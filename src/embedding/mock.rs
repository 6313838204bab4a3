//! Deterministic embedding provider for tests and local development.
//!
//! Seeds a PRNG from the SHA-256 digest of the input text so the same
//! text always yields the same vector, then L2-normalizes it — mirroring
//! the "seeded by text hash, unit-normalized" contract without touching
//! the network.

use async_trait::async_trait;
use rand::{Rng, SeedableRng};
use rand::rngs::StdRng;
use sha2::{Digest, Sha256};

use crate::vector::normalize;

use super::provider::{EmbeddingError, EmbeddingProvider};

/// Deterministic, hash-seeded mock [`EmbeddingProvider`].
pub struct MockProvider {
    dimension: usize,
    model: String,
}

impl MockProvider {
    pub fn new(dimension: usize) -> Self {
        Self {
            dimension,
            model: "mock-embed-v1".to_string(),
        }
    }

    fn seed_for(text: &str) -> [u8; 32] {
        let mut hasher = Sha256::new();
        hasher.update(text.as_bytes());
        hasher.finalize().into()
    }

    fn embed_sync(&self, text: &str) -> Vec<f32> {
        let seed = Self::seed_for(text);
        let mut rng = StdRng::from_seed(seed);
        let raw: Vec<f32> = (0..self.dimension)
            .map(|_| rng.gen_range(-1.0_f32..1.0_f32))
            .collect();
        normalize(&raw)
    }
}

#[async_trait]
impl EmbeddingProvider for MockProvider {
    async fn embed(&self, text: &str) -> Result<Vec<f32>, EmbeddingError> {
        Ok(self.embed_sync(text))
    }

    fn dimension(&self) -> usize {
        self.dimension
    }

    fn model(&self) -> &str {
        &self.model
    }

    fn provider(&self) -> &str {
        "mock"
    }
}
● ● ● ● ●
- [Problem description]
Taking the listing above as a whole, state how many of its lines hold the string "usize". No other output is permitted.

- [Written solution]
3